» Exercise description
For the records that follow, please set down exactly the lines between the one holding "pub fn frame_count(&self)" and the one holding "pub fn peek(&mut", inclusive, and only those.

» Data records
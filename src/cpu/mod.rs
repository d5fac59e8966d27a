//! 6502 CPU emulation for the NES.
//!
//! Table-driven: every opcode maps to an operation, an addressing mode and a base cycle count,
//! including the undocumented opcodes. The CPU runs against any [`CpuBus`](crate::bus::CpuBus)
//! passed into each step, so the same core drives the console and the unit tests.

pub mod cpu;
pub mod disasm;
pub mod flags;
pub mod instructions;

pub use cpu::Cpu;
pub use flags::Status;
//! The console: owns every chip, wires the two buses and steps them in lockstep.
//!
//! One [`Nes::clock`] is one master tick = one PPU dot. Every third tick the CPU (or the OAM DMA
//! unit while it holds the bus) and the APU advance one CPU cycle first. NMIs raised by the PPU
//! are handed to the CPU in the same tick. See
//! [Cycle reference chart](https://www.nesdev.org/wiki/Cycle_reference_chart).

use crate::{
    apu::{Apu, Channel},
    bus::{Bus, CPU_ADDR_MASK, CpuBus, Dispatch, PPU_ADDR_MASK, PpuBus},
    cartridge::{Cartridge, Mirroring},
    controller::{Buttons, Controller},
    cpu::{Cpu, disasm},
    dma::{DmaCycle, OAM_DATA_PORT, OAM_DMA_PORT, OamDma},
    ppu::{Ppu, Vram},
    ram::Ram,
};

/// NTSC CPU clock.
pub const CPU_CLOCK_HZ: u32 = 1_789_773;
/// Master ticks (PPU dots) per CPU cycle.
pub const DOTS_PER_CPU_CYCLE: u64 = 3;
/// Master ticks between audio samples.
pub const SAMPLE_DIVISOR: u64 = 122;
/// Resulting audio sample rate (~44.0 kHz).
pub const SAMPLE_RATE: u32 = (CPU_CLOCK_HZ as u64 * DOTS_PER_CPU_CYCLE / SAMPLE_DIVISOR) as u32;

/// Devices on the CPU bus, in dispatch order.
#[derive(Debug, Clone, Copy, PartialEq, Eq)]
pub enum CpuDevice {
    Ram,
    Ppu,
    Apu,
    Controller,
    OamDma,
    Cartridge,
}

/// Devices on the PPU bus, in dispatch order.
#[derive(Debug, Clone, Copy, PartialEq, Eq)]
pub enum PpuDevice {
    Cartridge,
    Vram,
}

pub struct Nes {
    pub cpu: Cpu,
    pub ppu: Ppu,
    pub apu: Apu,
    pub ram: Ram,
    pub vram: Vram,
    pub dma: OamDma,
    pub controller: Controller,
    cart: Option<Cartridge>,
    cpu_bus: Bus<CpuDevice>,
    ppu_bus: Bus<PpuDevice>,
    /// Master ticks since reset.
    master_clock: u64,
    /// CPU cycles since reset, including those taken by DMA.
    cpu_cycles: u64,
    sample_callback: Option<Box<dyn FnMut(f32)>>,
}

impl Default for Nes {
    fn default() -> Self {
        Self::new()
    }
}

impl Nes {
    /// Build a console with no cartridge and run its reset sequence.
    pub fn new() -> Self {
        let mut cpu_bus = Bus::new("cpu", CPU_ADDR_MASK);
        cpu_bus.connect(CpuDevice::Ram);
        cpu_bus.connect(CpuDevice::Ppu);
        cpu_bus.connect(CpuDevice::Apu);
        cpu_bus.connect(CpuDevice::Controller);
        cpu_bus.connect_write(CpuDevice::OamDma);

        let mut ppu_bus = Bus::new("ppu", PPU_ADDR_MASK);
        ppu_bus.connect(PpuDevice::Vram);

        let mut nes = Self {
            cpu: Cpu::new(),
            ppu: Ppu::new(),
            apu: Apu::new(),
            ram: Ram::new(),
            vram: Vram::new(),
            dma: OamDma::new(),
            controller: Controller::new(),
            cart: None,
            cpu_bus,
            ppu_bus,
            master_clock: 0,
            cpu_cycles: 0,
            sample_callback: None,
        };
        nes.reset();
        nes
    }

    /// Power-cycle every component and jump through the reset vector. The cartridge stays
    /// inserted (its mapper registers are reset, PRG RAM is kept) and APU mute toggles persist.
    pub fn reset(&mut self) {
        log::debug!("console reset");
        self.ram.reset();
        self.vram.reset();
        self.ppu.reset();
        self.apu.reset();
        self.dma.reset();
        self.controller.reset();
        if let Some(cart) = self.cart.as_mut() {
            cart.reset();
        }
        self.cpu_bus.reset();
        self.ppu_bus.reset();
        self.master_clock = 0;
        self.cpu_cycles = 0;

        let (cpu, mut bus) = self.cpu_view();
        cpu.reset(&mut bus);
    }

    /// Insert a cartridge (replacing any current one) and reset.
    pub fn load_cart(&mut self, cart: Cartridge) {
        self.unload_cart();
        log::debug!("inserting cartridge: {}", cart.mapper_name());
        self.cpu_bus.connect(CpuDevice::Cartridge);
        self.ppu_bus.connect(PpuDevice::Cartridge);
        self.cart = Some(cart);
        self.reset();
    }

    /// Remove the cartridge, if any, and hand it back.
    pub fn unload_cart(&mut self) -> Option<Cartridge> {
        let cart = self.cart.take()?;
        log::debug!("removing cartridge: {}", cart.mapper_name());
        self.cpu_bus.disconnect(CpuDevice::Cartridge);
        self.ppu_bus.disconnect(PpuDevice::Cartridge);
        Some(cart)
    }

    pub fn cartridge(&self) -> Option<&Cartridge> {
        self.cart.as_ref()
    }

    // -------------------------------------------------------------------------
    // Stepping
    // -------------------------------------------------------------------------

    /// Advance one master tick (one PPU dot).
    pub fn clock(&mut self) {
        if self.master_clock % DOTS_PER_CPU_CYCLE == 0 {
            self.clock_cpu();
        }

        {
            let Self {
                ppu,
                vram,
                cart,
                ppu_bus,
                ..
            } = self;
            let mut view = PpuView {
                bus: ppu_bus,
                devices: PpuDevices {
                    vram,
                    cart: cart.as_mut(),
                },
            };
            ppu.clock(&mut view);
        }

        if self.ppu.take_nmi() {
            let (cpu, mut bus) = self.cpu_view();
            cpu.nmi(&mut bus);
        }

        if self.master_clock % SAMPLE_DIVISOR == 0 {
            let sample = self.apu.sample();
            if let Some(callback) = self.sample_callback.as_mut() {
                callback(sample);
            }
        }

        self.master_clock += 1;
    }

    fn clock_cpu(&mut self) {
        if self.dma.is_active() {
            match self.dma.clock() {
                Some(DmaCycle::Read(addr)) => {
                    let data = self.cpu_view().1.read(addr, true);
                    self.dma.latch(data);
                }
                Some(DmaCycle::Write(data)) => self.cpu_view().1.write(OAM_DATA_PORT, data),
                Some(DmaCycle::Wait) | None => {}
            }
        } else {
            let (cpu, mut bus) = self.cpu_view();
            cpu.clock(&mut bus);
        }

        self.apu.clock();
        if let Some(addr) = self.apu.dmc_fetch_address() {
            let data = self.cpu_view().1.read(addr, true);
            self.apu.dmc_feed(data);
        }
        self.cpu_cycles += 1;
    }

    /// Run until the CPU is about to fetch its next instruction.
    pub fn clock_instruction(&mut self) {
        loop {
            self.clock();
            if self.master_clock % DOTS_PER_CPU_CYCLE == 0
                && self.cpu.is_idle()
                && !self.dma.is_active()
            {
                break;
            }
        }
    }

    /// Run until the PPU wraps to dot 0 of the next scanline.
    pub fn clock_scanline(&mut self) {
        loop {
            self.clock();
            if self.ppu.dot() == 0 {
                break;
            }
        }
    }

    /// Run until the PPU returns to dot 0 of scanline 0.
    pub fn clock_frame(&mut self) {
        loop {
            self.clock();
            if self.ppu.scanline() == 0 && self.ppu.dot() == 0 {
                break;
            }
        }
    }

    // -------------------------------------------------------------------------
    // Observable state
    // -------------------------------------------------------------------------

    /// Palette indices of the current frame (256×240, row-major); map through
    /// [`PALETTE_RGB`](crate::ppu::PALETTE_RGB) for display.
    pub fn screen(&self) -> &[u8] {
        &self.ppu.screen[..]
    }

    pub fn frame_count(&self) -> u64 {
        self.ppu.frame()
    }

    pub fn master_clock(&self) -> u64 {
        self.master_clock
    }

    pub fn cpu_cycles(&self) -> u64 {
        self.cpu_cycles
    }

    /// Mixed audio level of the unmuted channels.
    pub fn sample(&self) -> f32 {
        self.apu.sample()
    }

    pub fn channel_sample(&self, channel: Channel) -> u8 {
        self.apu.channel_sample(channel)
    }

    /// Called with every generated sample, [`SAMPLE_RATE`] times per emulated second.
    pub fn set_sample_callback(&mut self, callback: impl FnMut(f32) + 'static) {
        self.sample_callback = Some(Box::new(callback));
    }

    pub fn controller_mut(&mut self) -> &mut Controller {
        &mut self.controller
    }

    /// Set the held buttons of controller `port` (0 or 1).
    pub fn set_buttons(&mut self, port: usize, buttons: Buttons) {
        self.controller.set_buttons(port, buttons);
    }

    /// Side-effect-free CPU bus read.
    pub fn peek(&mut self, addr: u16) -> u8 {
        self.cpu_view().1.read(addr, false)
    }

    /// Side-effect-free PPU bus read.
    pub fn ppu_peek(&mut self, addr: u16) -> u8 {
        let Self {
            vram, cart, ppu_bus, ..
        } = self;
        let mut view = PpuView {
            bus: ppu_bus,
            devices: PpuDevices {
                vram,
                cart: cart.as_mut(),
            },
        };
        view.read(addr, false)
    }

    /// Disassemble the instruction at `addr`; returns the text and the next instruction's address.
    pub fn disassemble(&mut self, addr: u16) -> (String, u16) {
        disasm::disassemble(&mut self.cpu_view().1, addr)
    }

    /// Split the console into the CPU and a bus view over everything else.
    fn cpu_view(&mut self) -> (&mut Cpu, CpuView<'_>) {
        let odd_cycle = self.cpu_cycles % 2 == 1;
        let Self {
            cpu,
            ppu,
            apu,
            ram,
            vram,
            dma,
            controller,
            cart,
            cpu_bus,
            ppu_bus,
            ..
        } = self;
        let view = CpuView {
            bus: cpu_bus,
            devices: CpuDevices {
                ram,
                ppu,
                apu,
                vram,
                dma,
                controller,
                cart: cart.as_mut(),
                ppu_bus,
                odd_cycle,
            },
        };
        (cpu, view)
    }
}

// -----------------------------------------------------------------------------
// Bus views
// -----------------------------------------------------------------------------

struct PpuDevices<'a> {
    vram: &'a mut Vram,
    cart: Option<&'a mut Cartridge>,
}

impl PpuDevices<'_> {
    /// Without a cartridge the nametables fall back to horizontal mirroring.
    fn mirroring(&self) -> Mirroring {
        self.cart
            .as_ref()
            .map_or(Mirroring::Horizontal, |cart| cart.mirroring())
    }
}

impl Dispatch<PpuDevice> for PpuDevices<'_> {
    fn read(&mut self, device: PpuDevice, addr: u16, _allow_side_effects: bool) -> Option<u8> {
        match device {
            PpuDevice::Cartridge => self.cart.as_ref()?.ppu_read(addr),
            PpuDevice::Vram => self.vram.read(addr, self.mirroring()),
        }
    }

    fn write(&mut self, device: PpuDevice, addr: u16, data: u8) -> bool {
        match device {
            PpuDevice::Cartridge => self
                .cart
                .as_deref_mut()
                .is_some_and(|cart| cart.ppu_write(addr, data)),
            PpuDevice::Vram => {
                let mirroring = self.mirroring();
                self.vram.write(addr, data, mirroring)
            }
        }
    }
}

struct PpuView<'a> {
    bus: &'a mut Bus<PpuDevice>,
    devices: PpuDevices<'a>,
}

impl PpuBus for PpuView<'_> {
    fn read(&mut self, addr: u16, allow_side_effects: bool) -> u8 {
        self.bus.read(&mut self.devices, addr, allow_side_effects)
    }

    fn write(&mut self, addr: u16, data: u8) {
        self.bus.write(&mut self.devices, addr, data);
    }

    fn scanline(&mut self) {
        if let Some(cart) = self.devices.cart.as_deref_mut() {
            cart.scanline();
        }
    }
}

struct CpuDevices<'a> {
    ram: &'a mut Ram,
    ppu: &'a mut Ppu,
    apu: &'a mut Apu,
    vram: &'a mut Vram,
    dma: &'a mut OamDma,
    controller: &'a mut Controller,
    cart: Option<&'a mut Cartridge>,
    ppu_bus: &'a mut Bus<PpuDevice>,
    /// Parity of the current CPU cycle, for DMA alignment.
    odd_cycle: bool,
}

impl CpuDevices<'_> {
    /// PPU registers reach picture memory through a view over the PPU bus.
    fn ppu_view(&mut self) -> (&mut Ppu, PpuView<'_>) {
        let view = PpuView {
            bus: &mut *self.ppu_bus,
            devices: PpuDevices {
                vram: &mut *self.vram,
                cart: self.cart.as_deref_mut(),
            },
        };
        (&mut *self.ppu, view)
    }
}

impl Dispatch<CpuDevice> for CpuDevices<'_> {
    fn read(&mut self, device: CpuDevice, addr: u16, allow_side_effects: bool) -> Option<u8> {
        match device {
            CpuDevice::Ram => self.ram.read(addr),
            CpuDevice::Ppu if (0x2000..=0x3FFF).contains(&addr) => {
                let (ppu, mut view) = self.ppu_view();
                Some(ppu.read_register(&mut view, addr, allow_side_effects))
            }
            CpuDevice::Ppu | CpuDevice::OamDma => None,
            CpuDevice::Apu => self.apu.read(addr, allow_side_effects),
            CpuDevice::Controller => self.controller.read(addr, allow_side_effects),
            CpuDevice::Cartridge => self.cart.as_ref()?.cpu_read(addr),
        }
    }

    fn write(&mut self, device: CpuDevice, addr: u16, data: u8) -> bool {
        match device {
            CpuDevice::Ram => self.ram.write(addr, data),
            CpuDevice::Ppu if (0x2000..=0x3FFF).contains(&addr) => {
                let (ppu, mut view) = self.ppu_view();
                ppu.write_register(&mut view, addr, data);
                true
            }
            CpuDevice::Ppu => false,
            CpuDevice::OamDma if addr == OAM_DMA_PORT => {
                self.dma.start(data, self.odd_cycle);
                true
            }
            CpuDevice::OamDma => false,
            CpuDevice::Apu => self.apu.write(addr, data),
            CpuDevice::Controller => self.controller.write(addr, data),
            CpuDevice::Cartridge => self
                .cart
                .as_deref_mut()
                .is_some_and(|cart| cart.cpu_write(addr, data)),
        }
    }
}

struct CpuView<'a> {
    bus: &'a mut Bus<CpuDevice>,
    devices: CpuDevices<'a>,
}

impl CpuBus for CpuView<'_> {
    fn read(&mut self, addr: u16, allow_side_effects: bool) -> u8 {
        self.bus.read(&mut self.devices, addr, allow_side_effects)
    }

    fn write(&mut self, addr: u16, data: u8) {
        self.bus.write(&mut self.devices, addr, data);
    }

    fn irq(&self) -> bool {
        self.devices.apu.irq() || self.devices.cart.as_ref().is_some_and(|cart| cart.irq())
    }
}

» Finished exercise
    pub fn frame_count(&self) -> u64 {
        self.ppu.frame()
    }

    pub fn master_clock(&self) -> u64 {
        self.master_clock
    }

    pub fn cpu_cycles(&self) -> u64 {
        self.cpu_cycles
    }

    /// Mixed audio level of the unmuted channels.
    pub fn sample(&self) -> f32 {
        self.apu.sample()
    }

    pub fn channel_sample(&self, channel: Channel) -> u8 {
        self.apu.channel_sample(channel)
    }

    /// Called with every generated sample, [`SAMPLE_RATE`] times per emulated second.
    pub fn set_sample_callback(&mut self, callback: impl FnMut(f32) + 'static) {
        self.sample_callback = Some(Box::new(callback));
    }

    pub fn controller_mut(&mut self) -> &mut Controller {
        &mut self.controller
    }

    /// Set the held buttons of controller `port` (0 or 1).
    pub fn set_buttons(&mut self, port: usize, buttons: Buttons) {
        self.controller.set_buttons(port, buttons);
    }

    /// Side-effect-free CPU bus read.
    pub fn peek(&mut self, addr: u16) -> u8 {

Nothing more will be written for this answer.